Let $I$ be the incenter of triangle $ABC$, and $M, N$ be the midpoints of arcs $ABC$ and $BAC$ of its circumcircle. Prove that points $M, I, N$ are collinear if and only if$ AC + BC = 3AB$. (A. Polyansky)
Problem
Source: 2014 Sharygin Geometry Olympiad Final Round 9.6
Tags: geometry, incenter
06.07.2019 01:56
Let $P$ be midpoint of $BC$. Lemma The condition $AC+BC=3AB$ is equivalent with $CA\cdot CB = 2\cdot CI^2$
Now, observe that $M,I,N$ are collinear if and only if $\angle MIC = \angle NIC = 90^{\circ}$, because $MN\perp CI$. Therefore, it's suffices to prove $\angle NIC=90^{\circ} \leftrightarrow CA\cdot CB = 2CI^2$.
28.06.2024 05:22
Here's a solution that probably explains where this problem comes from.
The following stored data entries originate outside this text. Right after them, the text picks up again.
//! File utility functions

use std::path::{Path, PathBuf};

/// Expand a path string to an absolute path.
///
/// Handles `~` and `~/path` via the home directory, and resolves relative
/// paths (including bare names) against the current working directory.
/// Absolute paths are returned unchanged.
pub fn expand_path(path: &str) -> PathBuf {
    let path = path.trim();

    if path.is_empty() {
        return std::env::current_dir().unwrap_or_else(|_| PathBuf::from("."));
    }

    let expanded = if path == "~" {
        dirs::home_dir().unwrap_or_else(|| PathBuf::from(path))
    } else if let Some(rest) = path.strip_prefix("~/") {
        match dirs::home_dir() {
            Some(home) => home.join(rest),
            None => PathBuf::from(path),
        }
    } else {
        PathBuf::from(path)
    };

    if expanded.is_relative() {
        std::env::current_dir()
            .map(|cwd| cwd.join(&expanded))
            .unwrap_or(expanded)
    } else {
        expanded
    }
}

/// Resolve a stored resource file path against the uploads directory.
///
/// Stored paths are relative to the uploads root. Absolute paths and any
/// path that climbs out of the root are rejected.
pub fn resolve_upload_path(uploads_dir: &Path, stored: &str) -> Option<PathBuf> {
    let relative = Path::new(stored.trim());
    if stored.trim().is_empty() || relative.is_absolute() {
        return None;
    }
    let escapes = relative.components().any(|c| {
        !matches!(c, std::path::Component::Normal(_) | std::path::Component::CurDir)
    });
    if escapes {
        return None;
    }
    Some(uploads_dir.join(relative))
}

#[cfg(test)]
mod tests {
    use super::*;

    #[test]
    fn test_expand_path_absolute_unix() {
        let result = expand_path("/absolute/path");
        assert_eq!(result, PathBuf::from("/absolute/path"));
    }

    #[test]
    fn test_expand_path_bare_name() {
        let result = expand_path("edushare.db");
        assert!(result.is_absolute());
        assert!(result.ends_with("edushare.db"));
    }

    #[test]
    fn test_expand_path_tilde() {
        if let Some(home) = dirs::home_dir() {
            assert_eq!(expand_path("~"), home);
            assert_eq!(expand_path("~/.edushare"), home.join(".edushare"));
        }
    }

    #[test]
    fn test_expand_path_empty_is_cwd() {
        let cwd = std::env::current_dir().unwrap();
        assert_eq!(expand_path("   "), cwd);
    }

    #[test]
    fn test_resolve_upload_path_relative() {
        let root = Path::new("/srv/uploads");
        assert_eq!(
            resolve_upload_path(root, "2024/worksheet.pdf"),
            Some(PathBuf::from("/srv/uploads/2024/worksheet.pdf"))
        );
    }

    #[test]
    fn test_resolve_upload_path_rejects_escape() {
        let root = Path::new("/srv/uploads");
        assert_eq!(resolve_upload_path(root, "../etc/passwd"), None);
        assert_eq!(resolve_upload_path(root, "/etc/passwd"), None);
        assert_eq!(resolve_upload_path(root, ""), None);
    }
}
We'll need a quick lemma. Lemma. Let $r$ and $r_c$ be the inradius and $C$-exradius of $\triangle ABC$. Then $AC+BC=3AB$ if and only if $r_c = 2r$. Proof. The condition $a+b=3c$ is equivalent to $2(s-c) = a+b-c = 2c$, i.e. $s-c=c$. It follows that $\tfrac{r_c}{r} = \tfrac{s}{s-c} = 2$. The reverse direction is analogous. Let $I_AI_BI_C$ be the excentral triangle of $\triangle ABC$. Recall from the Big Picture Configuration that $\odot(ABC)$ is the nine-point circle of $\odot(I_AI_BI_C)$; in particular, $M$ and $N$ are midpoints of their respective sides and $I$ lies on $\overline{CI_C}$. It follows that $M$, $I$ and $N$ are collinear if and only if $CI_C = 2CI$, which in turn holds if and only if $r_c = 2r$. By our lemma, this holds if and only if $AC+BC=3AB$ as desired.